Randomized clinical trial of doxorubicin alone or combined with mitolactol in women with advanced breast cancer and prior chemotherapy exposure.

Abstract

One hundred fifty-one women with advanced breast cancer who had failed prior chemotherapy were randomized to monthly courses of doxorubicin (60 mg/m2 I.V. day 1, observation after 500 mg/m2) or doxorubicin (40 mg/m2 I.V. day 1; maximum 500 mg/m2) and mitolactol (135 mg/m2 orally, days 1-10; 180 mg/m2 after maximum doxorubicin). Median survival times were 232 days for doxorubicin and 225 days for doxorubicin + mitolactol, and median times to progression were 112 days and 97 days, respectively. Results are inconsistent with a 25% improvement in survival or time to progression for doxorubicin + mitolactol (p = 0.04 and 0.02, respectively, adjusted for stratification factors but not multiple testing).
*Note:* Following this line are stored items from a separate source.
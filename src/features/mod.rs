//! Feature implementations for habitflow.
//!
//! - Focus timer and session history
//! - Habit tracking

pub mod focus;
pub mod habits;
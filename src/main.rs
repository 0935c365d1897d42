use std::fs::OpenOptions;
use std::sync::Mutex;

use anyhow::{Context, Result};
use clap::Parser;
use colored::Colorize;
use tracing_subscriber::{fmt, prelude::*, EnvFilter};

use habitflow::cli::args::{Cli, Commands, FocusArgs, FocusCommands};
use habitflow::cli::commands;
use habitflow::config::{Config, Paths};

/// Log filter variable, e.g. `HABITFLOW_LOG=habitflow=trace`.
const LOG_ENV: &str = "HABITFLOW_LOG";

fn main() {
    if let Err(e) = run() {
        eprintln!("{}: {:#}", "error".red().bold(), e);
        std::process::exit(1);
    }
}

fn run() -> Result<()> {
    let cli = Cli::parse();
    let paths = Paths::new()?;

    // the timer owns the terminal, so its logs go to a file
    let to_file = matches!(
        cli.command,
        Commands::Focus(FocusArgs {
            command: FocusCommands::Run { .. }
        })
    );
    init_logging(cli.verbose, to_file.then_some(&paths))?;

    let config = Config::load_from_path(&paths.config_file)?;
    config.general.color.apply();
    let format = cli.output.unwrap_or(config.general.default_output);

    let output = match cli.command {
        Commands::Focus(args) => commands::focus(args.command, &config, format)?,
        Commands::Habit(args) => commands::habit(args.command, &config, format)?,
        Commands::Config(args) => commands::config(args.command, format)?,
        Commands::Completions { shell } => commands::completions(shell)?,
    };

    if !output.is_empty() {
        println!("{output}");
    }
    Ok(())
}

fn init_logging(verbose: bool, log_to: Option<&Paths>) -> Result<()> {
    let filter = if verbose {
        EnvFilter::new("debug")
    } else {
        EnvFilter::try_from_env(LOG_ENV).unwrap_or_else(|_| EnvFilter::new("warn"))
    };

    match log_to {
        Some(paths) => {
            paths.ensure_dirs()?;
            let file = OpenOptions::new()
                .create(true)
                .append(true)
                .open(&paths.log_file)
                .with_context(|| format!("failed to open {}", paths.log_file.display()))?;
            tracing_subscriber::registry()
                .with(fmt::layer().with_writer(Mutex::new(file)).with_ansi(false))
                .with(filter)
                .init();
        }
        None => {
            tracing_subscriber::registry()
                .with(fmt::layer().with_writer(std::io::stderr))
                .with(filter)
                .init();
        }
    }
    Ok(())
}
Regression rates for all patients, both measurable and evaluable, were 30% for doxorubicin alone and 26% for doxorubicin + mitolactol. Regression rates were significantly higher in patients with measurable indicator lesions. Cardiac toxicity was seen in four patients, all of whom were receiving doxorubicin alone. It appears that the combination of doxorubicin + mitolactol is not substantially more effective than doxorubicin alone in women with advanced breast cancer and prior chemotherapy exposure.